ENTRIES SUPPLIED below:
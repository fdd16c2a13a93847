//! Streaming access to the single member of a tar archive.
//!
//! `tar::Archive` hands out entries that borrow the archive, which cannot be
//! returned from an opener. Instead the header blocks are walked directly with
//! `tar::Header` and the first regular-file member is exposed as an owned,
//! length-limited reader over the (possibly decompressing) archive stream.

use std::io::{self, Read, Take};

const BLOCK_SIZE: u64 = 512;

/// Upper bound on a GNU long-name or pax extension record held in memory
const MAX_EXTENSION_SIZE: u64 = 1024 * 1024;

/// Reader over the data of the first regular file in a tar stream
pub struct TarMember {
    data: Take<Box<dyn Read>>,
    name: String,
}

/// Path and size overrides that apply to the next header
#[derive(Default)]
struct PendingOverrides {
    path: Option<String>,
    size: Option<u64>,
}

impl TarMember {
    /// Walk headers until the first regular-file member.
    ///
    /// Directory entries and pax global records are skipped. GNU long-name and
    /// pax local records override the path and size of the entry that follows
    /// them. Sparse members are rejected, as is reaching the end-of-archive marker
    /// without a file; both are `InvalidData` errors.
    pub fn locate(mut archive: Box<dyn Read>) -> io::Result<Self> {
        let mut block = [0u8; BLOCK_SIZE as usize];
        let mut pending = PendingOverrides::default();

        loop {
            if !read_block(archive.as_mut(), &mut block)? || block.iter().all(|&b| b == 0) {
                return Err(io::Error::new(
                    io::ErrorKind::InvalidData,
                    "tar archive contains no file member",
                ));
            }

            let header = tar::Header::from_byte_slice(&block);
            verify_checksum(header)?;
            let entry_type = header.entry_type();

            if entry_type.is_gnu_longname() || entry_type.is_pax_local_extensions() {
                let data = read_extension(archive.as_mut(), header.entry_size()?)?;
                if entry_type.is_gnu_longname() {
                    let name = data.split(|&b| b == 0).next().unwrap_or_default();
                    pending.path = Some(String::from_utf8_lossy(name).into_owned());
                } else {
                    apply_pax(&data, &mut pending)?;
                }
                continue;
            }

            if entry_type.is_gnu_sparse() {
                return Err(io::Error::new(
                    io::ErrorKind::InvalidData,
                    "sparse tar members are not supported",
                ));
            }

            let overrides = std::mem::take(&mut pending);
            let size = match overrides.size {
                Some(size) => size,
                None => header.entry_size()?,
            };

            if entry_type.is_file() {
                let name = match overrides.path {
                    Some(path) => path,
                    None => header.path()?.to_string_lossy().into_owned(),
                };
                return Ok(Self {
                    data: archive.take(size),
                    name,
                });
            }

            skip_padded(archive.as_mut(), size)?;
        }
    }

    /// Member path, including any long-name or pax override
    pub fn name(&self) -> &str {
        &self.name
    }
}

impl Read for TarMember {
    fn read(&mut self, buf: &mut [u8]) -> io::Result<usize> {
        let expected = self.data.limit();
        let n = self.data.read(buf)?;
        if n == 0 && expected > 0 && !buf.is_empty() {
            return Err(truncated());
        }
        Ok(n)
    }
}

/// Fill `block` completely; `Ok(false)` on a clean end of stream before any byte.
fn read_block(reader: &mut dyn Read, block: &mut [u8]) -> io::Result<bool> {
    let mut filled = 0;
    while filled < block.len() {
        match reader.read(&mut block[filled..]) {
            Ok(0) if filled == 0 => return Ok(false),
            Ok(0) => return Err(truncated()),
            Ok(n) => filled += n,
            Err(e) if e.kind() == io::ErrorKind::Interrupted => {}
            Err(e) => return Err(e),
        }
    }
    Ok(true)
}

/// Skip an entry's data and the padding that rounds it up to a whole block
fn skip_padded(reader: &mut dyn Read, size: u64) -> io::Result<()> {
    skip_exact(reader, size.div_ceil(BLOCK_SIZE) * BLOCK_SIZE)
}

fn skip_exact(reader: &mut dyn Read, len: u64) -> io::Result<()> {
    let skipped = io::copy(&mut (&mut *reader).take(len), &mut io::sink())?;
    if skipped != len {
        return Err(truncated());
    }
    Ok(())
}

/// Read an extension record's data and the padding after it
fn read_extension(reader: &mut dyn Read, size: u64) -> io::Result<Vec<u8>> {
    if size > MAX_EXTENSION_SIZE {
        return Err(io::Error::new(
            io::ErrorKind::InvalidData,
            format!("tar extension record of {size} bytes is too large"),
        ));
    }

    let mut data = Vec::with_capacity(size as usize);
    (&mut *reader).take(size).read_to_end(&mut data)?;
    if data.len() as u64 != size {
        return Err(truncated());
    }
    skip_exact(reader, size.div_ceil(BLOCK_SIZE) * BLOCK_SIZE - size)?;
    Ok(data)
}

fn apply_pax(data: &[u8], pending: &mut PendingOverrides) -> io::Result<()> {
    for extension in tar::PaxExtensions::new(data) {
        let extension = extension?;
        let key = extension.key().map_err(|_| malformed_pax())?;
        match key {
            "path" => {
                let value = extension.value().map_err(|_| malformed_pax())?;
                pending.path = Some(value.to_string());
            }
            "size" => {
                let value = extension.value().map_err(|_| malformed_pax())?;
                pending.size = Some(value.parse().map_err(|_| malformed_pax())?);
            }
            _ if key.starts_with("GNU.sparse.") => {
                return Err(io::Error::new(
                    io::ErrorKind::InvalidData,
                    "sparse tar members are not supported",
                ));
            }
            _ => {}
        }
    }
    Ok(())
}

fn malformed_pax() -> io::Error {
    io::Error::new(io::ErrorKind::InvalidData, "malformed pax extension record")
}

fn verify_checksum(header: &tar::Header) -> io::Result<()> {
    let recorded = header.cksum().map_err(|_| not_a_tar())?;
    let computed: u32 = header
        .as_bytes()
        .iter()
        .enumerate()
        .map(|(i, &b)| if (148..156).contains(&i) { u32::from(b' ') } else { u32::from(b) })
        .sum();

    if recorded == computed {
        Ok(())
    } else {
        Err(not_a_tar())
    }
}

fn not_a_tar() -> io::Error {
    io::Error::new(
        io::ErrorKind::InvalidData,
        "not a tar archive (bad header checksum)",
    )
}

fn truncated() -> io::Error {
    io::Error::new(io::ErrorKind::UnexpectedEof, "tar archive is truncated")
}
End of ENTRIES SUPPLIED.
ENTRIES SUPPLIED below:
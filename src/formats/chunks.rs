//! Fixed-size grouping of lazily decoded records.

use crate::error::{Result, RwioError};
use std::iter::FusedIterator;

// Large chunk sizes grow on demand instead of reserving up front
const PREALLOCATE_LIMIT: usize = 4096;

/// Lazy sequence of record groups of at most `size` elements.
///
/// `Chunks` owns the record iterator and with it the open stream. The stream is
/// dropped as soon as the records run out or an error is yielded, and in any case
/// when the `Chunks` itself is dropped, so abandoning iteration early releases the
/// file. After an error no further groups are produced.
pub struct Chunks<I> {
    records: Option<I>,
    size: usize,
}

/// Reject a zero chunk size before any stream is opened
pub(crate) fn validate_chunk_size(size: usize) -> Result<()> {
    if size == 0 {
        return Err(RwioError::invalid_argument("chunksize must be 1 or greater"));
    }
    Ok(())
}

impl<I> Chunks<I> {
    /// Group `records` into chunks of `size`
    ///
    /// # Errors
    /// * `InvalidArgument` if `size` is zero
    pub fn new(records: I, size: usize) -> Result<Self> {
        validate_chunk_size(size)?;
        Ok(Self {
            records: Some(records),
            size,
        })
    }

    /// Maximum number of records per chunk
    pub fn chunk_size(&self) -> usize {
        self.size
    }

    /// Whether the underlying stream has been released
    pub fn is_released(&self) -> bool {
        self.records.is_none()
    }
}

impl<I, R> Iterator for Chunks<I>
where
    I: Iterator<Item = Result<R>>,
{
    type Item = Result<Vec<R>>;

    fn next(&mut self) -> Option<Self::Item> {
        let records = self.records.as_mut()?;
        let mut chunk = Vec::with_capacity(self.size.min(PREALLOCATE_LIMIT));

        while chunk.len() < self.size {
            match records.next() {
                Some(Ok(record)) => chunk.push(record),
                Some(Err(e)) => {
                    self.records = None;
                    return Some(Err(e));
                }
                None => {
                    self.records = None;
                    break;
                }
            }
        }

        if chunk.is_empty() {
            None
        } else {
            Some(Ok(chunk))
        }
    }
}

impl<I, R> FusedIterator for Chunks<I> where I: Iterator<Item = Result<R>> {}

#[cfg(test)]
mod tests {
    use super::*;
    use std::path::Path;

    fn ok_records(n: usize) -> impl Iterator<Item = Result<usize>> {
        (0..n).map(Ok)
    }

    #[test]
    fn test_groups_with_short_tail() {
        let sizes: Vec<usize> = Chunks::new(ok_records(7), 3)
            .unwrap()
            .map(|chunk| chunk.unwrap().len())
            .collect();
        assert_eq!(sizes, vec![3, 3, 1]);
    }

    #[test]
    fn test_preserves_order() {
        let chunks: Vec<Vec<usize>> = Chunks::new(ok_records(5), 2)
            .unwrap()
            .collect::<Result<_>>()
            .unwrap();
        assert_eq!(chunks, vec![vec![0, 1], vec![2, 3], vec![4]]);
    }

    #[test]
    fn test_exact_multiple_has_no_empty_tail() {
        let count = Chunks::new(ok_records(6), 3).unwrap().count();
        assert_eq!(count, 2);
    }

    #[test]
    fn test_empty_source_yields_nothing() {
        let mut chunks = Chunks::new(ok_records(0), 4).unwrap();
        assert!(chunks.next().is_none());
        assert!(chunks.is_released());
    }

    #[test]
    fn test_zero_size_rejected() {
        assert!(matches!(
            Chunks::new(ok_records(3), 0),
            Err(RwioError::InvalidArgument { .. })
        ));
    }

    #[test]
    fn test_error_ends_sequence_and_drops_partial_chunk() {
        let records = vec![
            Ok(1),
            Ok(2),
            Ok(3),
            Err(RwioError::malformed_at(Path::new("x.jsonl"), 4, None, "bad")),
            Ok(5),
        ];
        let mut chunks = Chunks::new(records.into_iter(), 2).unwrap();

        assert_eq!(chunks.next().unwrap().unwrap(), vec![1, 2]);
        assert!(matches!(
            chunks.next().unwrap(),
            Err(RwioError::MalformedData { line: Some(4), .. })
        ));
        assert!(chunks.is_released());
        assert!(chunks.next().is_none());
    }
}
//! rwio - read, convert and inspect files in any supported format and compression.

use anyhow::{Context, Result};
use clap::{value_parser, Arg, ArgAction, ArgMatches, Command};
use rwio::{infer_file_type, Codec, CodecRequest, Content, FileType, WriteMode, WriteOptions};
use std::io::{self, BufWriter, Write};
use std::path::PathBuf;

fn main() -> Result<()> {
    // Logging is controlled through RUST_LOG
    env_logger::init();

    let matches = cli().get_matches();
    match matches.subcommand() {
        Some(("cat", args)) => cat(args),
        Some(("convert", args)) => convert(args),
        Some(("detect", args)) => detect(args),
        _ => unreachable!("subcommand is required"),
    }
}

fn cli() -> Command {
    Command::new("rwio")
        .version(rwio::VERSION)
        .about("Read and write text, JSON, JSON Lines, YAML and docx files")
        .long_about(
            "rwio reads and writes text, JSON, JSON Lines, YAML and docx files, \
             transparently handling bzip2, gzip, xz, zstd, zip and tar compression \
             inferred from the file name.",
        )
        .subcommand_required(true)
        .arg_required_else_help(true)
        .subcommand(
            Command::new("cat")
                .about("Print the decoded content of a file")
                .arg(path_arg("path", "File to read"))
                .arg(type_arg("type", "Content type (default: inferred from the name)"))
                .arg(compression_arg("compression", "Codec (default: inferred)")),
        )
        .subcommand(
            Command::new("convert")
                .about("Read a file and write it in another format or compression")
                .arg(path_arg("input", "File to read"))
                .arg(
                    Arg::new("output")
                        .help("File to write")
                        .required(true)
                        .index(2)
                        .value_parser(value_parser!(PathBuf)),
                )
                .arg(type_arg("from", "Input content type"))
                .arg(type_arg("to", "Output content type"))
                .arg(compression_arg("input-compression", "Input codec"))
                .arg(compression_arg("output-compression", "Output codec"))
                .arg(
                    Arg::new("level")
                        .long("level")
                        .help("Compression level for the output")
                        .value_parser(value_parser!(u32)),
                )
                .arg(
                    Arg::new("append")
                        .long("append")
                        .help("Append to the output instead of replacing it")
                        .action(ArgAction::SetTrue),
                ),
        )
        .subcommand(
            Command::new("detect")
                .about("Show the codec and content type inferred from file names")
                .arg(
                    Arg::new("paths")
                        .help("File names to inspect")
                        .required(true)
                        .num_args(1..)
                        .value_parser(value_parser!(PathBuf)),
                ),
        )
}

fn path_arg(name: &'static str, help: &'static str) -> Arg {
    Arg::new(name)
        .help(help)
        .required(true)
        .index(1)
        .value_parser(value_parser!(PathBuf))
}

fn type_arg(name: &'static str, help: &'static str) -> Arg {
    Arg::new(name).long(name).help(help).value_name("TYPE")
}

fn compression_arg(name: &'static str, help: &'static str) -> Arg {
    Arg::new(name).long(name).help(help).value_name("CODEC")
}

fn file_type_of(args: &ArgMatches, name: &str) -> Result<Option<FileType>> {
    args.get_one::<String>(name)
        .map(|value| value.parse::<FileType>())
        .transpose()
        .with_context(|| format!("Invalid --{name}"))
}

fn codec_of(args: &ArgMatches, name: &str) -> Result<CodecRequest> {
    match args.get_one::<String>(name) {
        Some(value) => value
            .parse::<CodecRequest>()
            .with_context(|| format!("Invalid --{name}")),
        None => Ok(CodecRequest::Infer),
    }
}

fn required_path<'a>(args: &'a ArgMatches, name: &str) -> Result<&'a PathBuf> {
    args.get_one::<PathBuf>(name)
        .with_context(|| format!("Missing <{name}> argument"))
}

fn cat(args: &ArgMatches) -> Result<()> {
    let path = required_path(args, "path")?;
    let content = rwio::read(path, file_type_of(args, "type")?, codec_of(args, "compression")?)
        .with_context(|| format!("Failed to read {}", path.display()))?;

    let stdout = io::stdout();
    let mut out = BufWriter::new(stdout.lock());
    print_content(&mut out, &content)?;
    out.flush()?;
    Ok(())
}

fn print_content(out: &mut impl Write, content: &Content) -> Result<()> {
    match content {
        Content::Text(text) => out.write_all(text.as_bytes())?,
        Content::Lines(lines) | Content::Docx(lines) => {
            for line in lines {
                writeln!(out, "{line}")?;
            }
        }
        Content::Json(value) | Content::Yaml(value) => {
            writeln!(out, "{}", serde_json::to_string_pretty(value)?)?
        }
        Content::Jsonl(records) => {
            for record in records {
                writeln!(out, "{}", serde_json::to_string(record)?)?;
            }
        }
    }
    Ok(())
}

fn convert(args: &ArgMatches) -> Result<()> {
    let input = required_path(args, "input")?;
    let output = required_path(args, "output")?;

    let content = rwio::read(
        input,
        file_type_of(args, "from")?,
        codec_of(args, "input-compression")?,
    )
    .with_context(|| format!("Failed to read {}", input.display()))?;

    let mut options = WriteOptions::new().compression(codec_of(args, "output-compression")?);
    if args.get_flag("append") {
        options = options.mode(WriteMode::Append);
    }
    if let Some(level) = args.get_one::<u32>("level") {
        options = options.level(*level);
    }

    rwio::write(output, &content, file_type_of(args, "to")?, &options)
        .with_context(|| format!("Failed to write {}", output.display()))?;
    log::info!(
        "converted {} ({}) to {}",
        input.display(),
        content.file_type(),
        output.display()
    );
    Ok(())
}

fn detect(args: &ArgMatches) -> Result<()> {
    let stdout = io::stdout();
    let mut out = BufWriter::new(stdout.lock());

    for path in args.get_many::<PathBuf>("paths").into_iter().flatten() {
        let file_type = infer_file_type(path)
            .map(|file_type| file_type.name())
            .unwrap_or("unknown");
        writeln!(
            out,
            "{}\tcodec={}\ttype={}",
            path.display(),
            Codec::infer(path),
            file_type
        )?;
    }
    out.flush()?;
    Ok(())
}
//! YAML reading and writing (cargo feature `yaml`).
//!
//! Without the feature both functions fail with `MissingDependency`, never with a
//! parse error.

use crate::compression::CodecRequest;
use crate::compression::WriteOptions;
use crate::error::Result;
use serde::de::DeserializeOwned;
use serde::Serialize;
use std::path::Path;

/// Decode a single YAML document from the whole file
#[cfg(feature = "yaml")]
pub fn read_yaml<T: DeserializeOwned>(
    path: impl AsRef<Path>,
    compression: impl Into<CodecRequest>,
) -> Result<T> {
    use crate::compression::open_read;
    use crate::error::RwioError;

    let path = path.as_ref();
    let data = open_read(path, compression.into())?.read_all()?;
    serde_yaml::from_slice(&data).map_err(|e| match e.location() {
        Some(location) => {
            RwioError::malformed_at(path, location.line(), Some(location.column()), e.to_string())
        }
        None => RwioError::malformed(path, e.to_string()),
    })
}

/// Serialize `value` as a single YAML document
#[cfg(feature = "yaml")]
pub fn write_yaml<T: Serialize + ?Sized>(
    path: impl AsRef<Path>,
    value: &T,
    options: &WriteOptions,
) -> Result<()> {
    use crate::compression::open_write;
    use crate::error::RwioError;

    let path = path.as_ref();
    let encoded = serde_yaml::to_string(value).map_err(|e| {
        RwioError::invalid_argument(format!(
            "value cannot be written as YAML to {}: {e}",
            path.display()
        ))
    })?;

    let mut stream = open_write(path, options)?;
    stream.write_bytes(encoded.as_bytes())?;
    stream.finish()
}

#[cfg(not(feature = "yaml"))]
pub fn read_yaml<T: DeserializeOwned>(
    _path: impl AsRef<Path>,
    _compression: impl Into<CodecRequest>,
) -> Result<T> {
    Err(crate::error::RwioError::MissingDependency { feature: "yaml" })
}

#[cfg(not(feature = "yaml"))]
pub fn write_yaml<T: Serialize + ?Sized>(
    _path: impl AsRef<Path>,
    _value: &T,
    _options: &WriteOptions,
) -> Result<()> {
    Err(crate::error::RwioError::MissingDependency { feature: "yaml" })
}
End of ENTRIES SUPPLIED.
§ **EXERCISE**
Going back over the entries above, copy word for word every line from the one that has "repository fdd16c2a13a93847" on through the one that has "and the first".

§ **ANSWER FOR THIS EXERCISE**
repository fdd16c2a13a93847
//! Streaming access to the single member of a tar archive.
//!
//! `tar::Archive` hands out entries that borrow the archive, which cannot be
//! returned from an opener. Instead the header blocks are walked directly with
//! `tar::Header` and the first regular-file member is exposed as an owned,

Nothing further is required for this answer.